The Spectre of Final Exams

So – yesterday I blogged musing on what I find interesting. Today I am blogging about something I DO NOT find interesting. I have had a troubled relationship with final exams in schools for some time. I believe – I mean, I really deeply believe – that learning should be a cumulative exercise. The ideas we work hard to understand, the skills we practice toward mastery, the meaningful conversations we have together in class are all experiences that we should be able to carry forward and use as building blocks to grow as learners. In this worldview a final exam should not be a cause of deep stress. Especially if the exam is structured in a way that places less of an emphasis on smaller facts and skills that we might ask in a quiz or a short unit test. You know, look for the big ideas and capture the broad strokes of what we have discussed during the term. However, I have been teaching math long enough to know that most of my students aren’t learning in this fashion. They feel pressured, they feel frantic at times, they feel overworked. In these conditions homework is often just something to get done. Studying turns into short, intense bursts of cramming material in short-term memory. Too often their teachers are complicit in concentrating on the day to day progress so that we are not explicit enough often enough to point out connections and remind ourselves and our students of what has happened in the past. Under this worldview final exams are a terrifying mess. In the span of four days this week my students will have up to five exams and those with fewer exams are trading off by having large papers turned in. What I see are tired, stressed kids who don’t seem to be growing as a result of this experience. Surely, there are better ways to use our time together. I am a team player and I administer exams in the fall and spring in my classes. We say as a school that we value these opportunities to show cumulative growth. If we say we believe in this process, then I want to be on board. We say that part of our role as a college preparatory school is to help prepare for the expectations of college and one of those standard expectations is a final exam for many courses. What troubles me is that there is an inverse relationship between the number of exams a student has and the grade level that they are in. Our freshman have the most exams and our seniors have the fewest.

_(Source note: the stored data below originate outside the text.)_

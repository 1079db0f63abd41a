//! Date helper functions

use chrono::{DateTime, NaiveDate, NaiveDateTime};
use std::fmt::{self, Write};

/// Parse a front-matter date in the formats authors commonly write
///
/// Dates without a time are taken as midnight. Values carrying an offset are
/// converted to UTC so that they compare on a single timeline.
pub fn parse_date(s: &str) -> Option<NaiveDateTime> {
    let s = s.trim();

    let formats = [
        "%Y-%m-%d %H:%M:%S",
        "%Y/%m/%d %H:%M:%S",
        "%Y-%m-%d %H:%M",
        "%Y/%m/%d %H:%M",
        "%Y-%m-%dT%H:%M:%S",
        "%Y-%m-%dT%H:%M:%S%.f",
        "%Y-%m-%dT%H:%M",
    ];

    for fmt in formats {
        if let Ok(dt) = NaiveDateTime::parse_from_str(s, fmt) {
            return Some(dt);
        }
    }

    for fmt in ["%Y-%m-%d", "%Y/%m/%d"] {
        if let Ok(d) = NaiveDate::parse_from_str(s, fmt) {
            return d.and_hms_opt(0, 0, 0);
        }
    }

    // RFC 3339 / ISO 8601 with offset
    if let Ok(dt) = DateTime::parse_from_rfc3339(s) {
        return Some(dt.naive_utc());
    }

    None
}

/// Format a date using Moment.js-compatible format string
///
/// # Examples
/// ```ignore
/// format_date(&date, "MMMM D, YYYY") // -> Ok("June 15, 2022")
/// ```
///
/// Fails when chrono cannot render the translated format, e.g. a stray `%`.
pub fn format_date(date: &NaiveDateTime, format: &str) -> Result<String, fmt::Error> {
    let chrono_format = moment_to_chrono_format(format);
    let mut out = String::new();
    write!(out, "{}", date.format(&chrono_format))?;
    Ok(out)
}

/// Convert Moment.js format to chrono format
fn moment_to_chrono_format(format: &str) -> String {
    // Longest patterns first within each category
    let replacements = [
        // Year
        ("YYYY", "%Y"),
        ("YY", "%y"),
        // Month
        ("MMMM", "%B"),
        ("MMM", "%b"),
        ("MM", "%m"),
        // Day of month
        ("DDDD", "%j"),
        ("DD", "%d"),
        ("D", "%-d"),
        // Hour
        ("HH", "%H"),
        ("hh", "%I"),
        // Minute (after MM has been consumed)
        ("mm", "%M"),
        ("ss", "%S"),
        // Day of week
        ("dddd", "%A"),
        ("ddd", "%a"),
        ("SSS", "%3f"),
    ];

    let mut result = format.to_string();

    for (from, to) in replacements {
        result = result.replace(from, to);
    }

    result
}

I say as an individual that the ability to tie together ideas to move forward is a crucial sign of having internalized some skills and ideas. So I want to show my students I believe in this and I ask them twice a year to go through this process. I try to make sure that all my unit tests along the way include opportunities to make explicit the connection between current topics and past material. I hope that this helps some, but I still se a great deal of stress.

So, I ask for the wisdom of the internet community of teachers and administrators. Is this model of exam time just antiquated? Can it be modified in a meaningful way? What do you do at your schools?

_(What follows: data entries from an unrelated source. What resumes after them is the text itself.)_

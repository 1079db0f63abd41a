//! HTTP server for the JSON API and the static site

use anyhow::Result;
use axum::{
    extract::{Path, State},
    http::{header, StatusCode},
    response::{IntoResponse, Response},
    routing::get,
    Router,
};
use std::net::SocketAddr;
use std::path::Path as FsPath;
use std::sync::Arc;
use tower_http::services::ServeDir;
use tower_http::trace::TraceLayer;

use crate::config::Information;
use crate::index::ArticleIndex;
use crate::Folio;

/// Body of every 404 from the article endpoints
pub const NOT_FOUND_BODY: &str = r#"{"message":"Not found"}"#;

/// Everything the handlers read; built before the listener is bound
#[derive(Debug)]
pub struct AppState {
    pub index: ArticleIndex,
    information_json: String,
}

impl AppState {
    pub fn new(index: ArticleIndex, information: &Information) -> Result<Self> {
        Ok(Self {
            index,
            information_json: serde_json::to_string(information)?,
        })
    }

    /// Load the content directory and index it
    pub fn load(folio: &Folio) -> Result<Self> {
        let index = folio.build_index()?;
        Self::new(index, &folio.config.information)
    }
}

/// Routes for the API, falling back to files under `static_dir`
pub fn router(state: Arc<AppState>, static_dir: &FsPath) -> Router {
    Router::new()
        .route("/articles", get(list_articles))
        .route("/articles.json", get(list_articles))
        .route("/articles/:slug", get(get_article))
        .route("/information", get(information))
        .fallback_service(ServeDir::new(static_dir))
        .with_state(state)
        .layer(TraceLayer::new_for_http())
}

/// Start the server
pub async fn start(folio: &Folio, ip: &str, port: u16, open: bool) -> Result<()> {
    let state = Arc::new(AppState::load(folio)?);
    tracing::info!("Indexed {} articles", state.index.len());

    let app = router(state, &folio.static_dir);

    // Parse address - handle "localhost" specially
    let bind_ip = if ip == "localhost" { "127.0.0.1" } else { ip };
    let addr: SocketAddr = format!("{}:{}", bind_ip, port).parse()?;

    let url = format!("http://{}:{}", ip, port);
    println!("Server running at {}", url);
    println!("Press Ctrl+C to stop.");

    if open {
        if let Err(e) = open_browser(&url) {
            tracing::warn!("Failed to open browser: {}", e);
        }
    }

    let listener = tokio::net::TcpListener::bind(addr).await?;
    axum::serve(listener, app).await?;

    Ok(())
}

/// GET /articles
async fn list_articles(State(state): State<Arc<AppState>>) -> Response {
    json_response(StatusCode::OK, state.index.list_json().to_owned())
}

/// GET /articles/:slug
async fn get_article(State(state): State<Arc<AppState>>, Path(slug): Path<String>) -> Response {
    // Static exports are named <slug>.json; accept the same URL here, but an
    // exact slug match always wins
    let found = state.index.get(&slug).or_else(|| {
        slug.strip_suffix(".json")
            .and_then(|stripped| state.index.get(stripped))
    });

    match found {
        Some(json) => json_response(StatusCode::OK, json.to_owned()),
        None => {
            tracing::debug!("Article not found: {}", slug);
            json_response(StatusCode::NOT_FOUND, NOT_FOUND_BODY.to_owned())
        }
    }
}

/// GET /information
async fn information(State(state): State<Arc<AppState>>) -> Response {
    json_response(StatusCode::OK, state.information_json.clone())
}

fn json_response(status: StatusCode, body: String) -> Response {
    (status, [(header::CONTENT_TYPE, "application/json")], body).into_response()
}

/// Open a URL in the default browser
fn open_browser(url: &str) -> Result<()> {
    #[cfg(target_os = "macos")]
    {
        std::process::Command::new("open").arg(url).spawn()?;
    }

    #[cfg(target_os = "linux")]
    {
        std::process::Command::new("xdg-open").arg(url).spawn()?;
    }

    #[cfg(target_os = "windows")]
    {
        std::process::Command::new("cmd")
            .args(["/c", "start", url])
            .spawn()?;
    }

    Ok(())
}

#[cfg(test)]
mod tests {
    use super::*;
    use crate::content::{normalize_articles, ArticleSource};
    use axum::body::{to_bytes, Body};
    use axum::http::Request;
    use indexmap::IndexMap;
    use tempfile::TempDir;
    use tower::ServiceExt;

    fn source(slug: &str, date: &str, title: &str) -> ArticleSource {
        ArticleSource {
            title: title.to_string(),
            date: date.to_string(),
            slug: slug.to_string(),
            excerpt: format!("{} excerpt", title),
            html: format!("<p>{}</p>", title),
            extra: IndexMap::new(),
        }
    }

    fn app(static_dir: &FsPath) -> Router {
        let articles = normalize_articles(
            vec![
                source("a", "2021-01-01", "First"),
                source("b", "2022-06-15", "Second"),
            ],
            "MMMM D, YYYY",
        )
        .unwrap();
        let index = ArticleIndex::build(&articles).unwrap();
        let information = Information {
            name: "Jane Doe".to_string(),
            ..Default::default()
        };
        let state = AppState::new(index, &information).unwrap();
        router(Arc::new(state), static_dir)
    }

    async fn get(app: Router, uri: &str) -> (StatusCode, Option<String>, String) {
        let response = app
            .oneshot(Request::builder().uri(uri).body(Body::empty()).unwrap())
            .await
            .unwrap();
        let status = response.status();
        let content_type = response
            .headers()
            .get(header::CONTENT_TYPE)
            .and_then(|v| v.to_str().ok())
            .map(str::to_string);
        let body = to_bytes(response.into_body(), usize::MAX).await.unwrap();
        (status, content_type, String::from_utf8(body.to_vec()).unwrap())
    }

    #[tokio::test]
    async fn test_list_articles() {
        let tmp = TempDir::new().unwrap();
        let (status, content_type, body) = get(app(tmp.path()), "/articles").await;

        assert_eq!(status, StatusCode::OK);
        assert_eq!(content_type.as_deref(), Some("application/json"));

        let list: serde_json::Value = serde_json::from_str(&body).unwrap();
        assert_eq!(list[0]["slug"], "b");
        assert_eq!(list[1]["slug"], "a");
        assert_eq!(list[0]["printDate"], "June 15, 2022");
        assert!(list[0].get("html").is_none());
    }

    #[tokio::test]
    async fn test_list_articles_idempotent() {
        let tmp = TempDir::new().unwrap();
        let app = app(tmp.path());
        let (_, _, first) = get(app.clone(), "/articles").await;
        let (_, _, second) = get(app.clone(), "/articles").await;
        let (_, _, alias) = get(app, "/articles.json").await;
        assert_eq!(first, second);
        assert_eq!(first, alias);
    }

    #[tokio::test]
    async fn test_get_article() {
        let tmp = TempDir::new().unwrap();
        let (status, content_type, body) = get(app(tmp.path()), "/articles/a").await;

        assert_eq!(status, StatusCode::OK);
        assert_eq!(content_type.as_deref(), Some("application/json"));

        let article: serde_json::Value = serde_json::from_str(&body).unwrap();
        assert_eq!(article["slug"], "a");
        assert_eq!(article["title"], "First");
        assert_eq!(article["date"], "2021-01-01");
        assert_eq!(article["excerpt"], "First excerpt");
        assert_eq!(article["html"], "<p>First</p>");
        assert_eq!(article["printDate"], "January 1, 2021");
    }

    #[tokio::test]
    async fn test_get_article_json_suffix() {
        let tmp = TempDir::new().unwrap();
        let app = app(tmp.path());
        let (_, _, plain) = get(app.clone(), "/articles/b").await;
        let (status, _, suffixed) = get(app, "/articles/b.json").await;
        assert_eq!(status, StatusCode::OK);
        assert_eq!(plain, suffixed);
    }

    #[tokio::test]
    async fn test_get_article_slug_ending_in_json() {
        let tmp = TempDir::new().unwrap();
        let articles = normalize_articles(
            vec![
                source("data", "2021-01-01", "Data"),
                source("data.json", "2022-01-01", "Data file"),
            ],
            "YYYY",
        )
        .unwrap();
        let state = AppState::new(ArticleIndex::build(&articles).unwrap(), &Information::default())
            .unwrap();
        let app = router(Arc::new(state), tmp.path());

        let (status, _, body) = get(app.clone(), "/articles/data.json").await;
        assert_eq!(status, StatusCode::OK);
        let article: serde_json::Value = serde_json::from_str(&body).unwrap();
        assert_eq!(article["title"], "Data file");

        let (status, _, body) = get(app, "/articles/data.json.json").await;
        assert_eq!(status, StatusCode::OK);
        let article: serde_json::Value = serde_json::from_str(&body).unwrap();
        assert_eq!(article["title"], "Data file");
    }

    #[tokio::test]
    async fn test_get_article_not_found() {
        let tmp = TempDir::new().unwrap();
        let (status, content_type, body) = get(app(tmp.path()), "/articles/c").await;

        assert_eq!(status, StatusCode::NOT_FOUND);
        assert_eq!(content_type.as_deref(), Some("application/json"));
        assert_eq!(body, r#"{"message":"Not found"}"#);
    }

    #[tokio::test]
    async fn test_information() {
        let tmp = TempDir::new().unwrap();
        let (status, _, body) = get(app(tmp.path()), "/information").await;
        assert_eq!(status, StatusCode::OK);
        let info: serde_json::Value = serde_json::from_str(&body).unwrap();
        assert_eq!(info["name"], "Jane Doe");
    }

    #[tokio::test]
    async fn test_static_fallback() {
        let tmp = TempDir::new().unwrap();
        std::fs::write(tmp.path().join("robots.txt"), "User-agent: *").unwrap();

        let (status, _, body) = get(app(tmp.path()), "/robots.txt").await;
        assert_eq!(status, StatusCode::OK);
        assert_eq!(body, "User-agent: *");

        let (status, _, _) = get(app(tmp.path()), "/missing.txt").await;
        assert_eq!(status, StatusCode::NOT_FOUND);
    }

    #[test]
    fn test_not_found_body_is_json() {
        let expected = serde_json::json!({ "message": "Not found" }).to_string();
        assert_eq!(NOT_FOUND_BODY, expected);
    }
}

2 thoughts on “The Spectre of Final Exams”

  1. The way you articulate the idea of a final exam provides good support for your contention. Are your finals traditional? departmental? I definitely support some type of culminating assessment, but as time goes on, I find that my idea of what that assessment should look luck has evolved into some type of performance task or culminating project. This year for the first time we are giving departmental midterms and finals which are being written by one person (per course). The result, at least in Algebra 2, is an exam that represents one person’s vision-although we were asked for feedback on a draft, it was only marginally taken into account). I would much rather administer something which provided evidence of deeper understanding and mastery; I can leave it to NYS to provide the standardized tests.

    1. Wendy
      We have common finals for classes with the same course names – but even that is a bit negotiable. Teachers are allowed to change a few questions or the wording of some questions based on how the material was discussed in their class. I’m at an independent school, so other than AP tests, there is no outside authority to rely on like the NY Regents. We take about two weeks out of the year for exams and time before each exam session to review. It feels as if there are more productive ways to use our time together.

      Thanks for chiming in!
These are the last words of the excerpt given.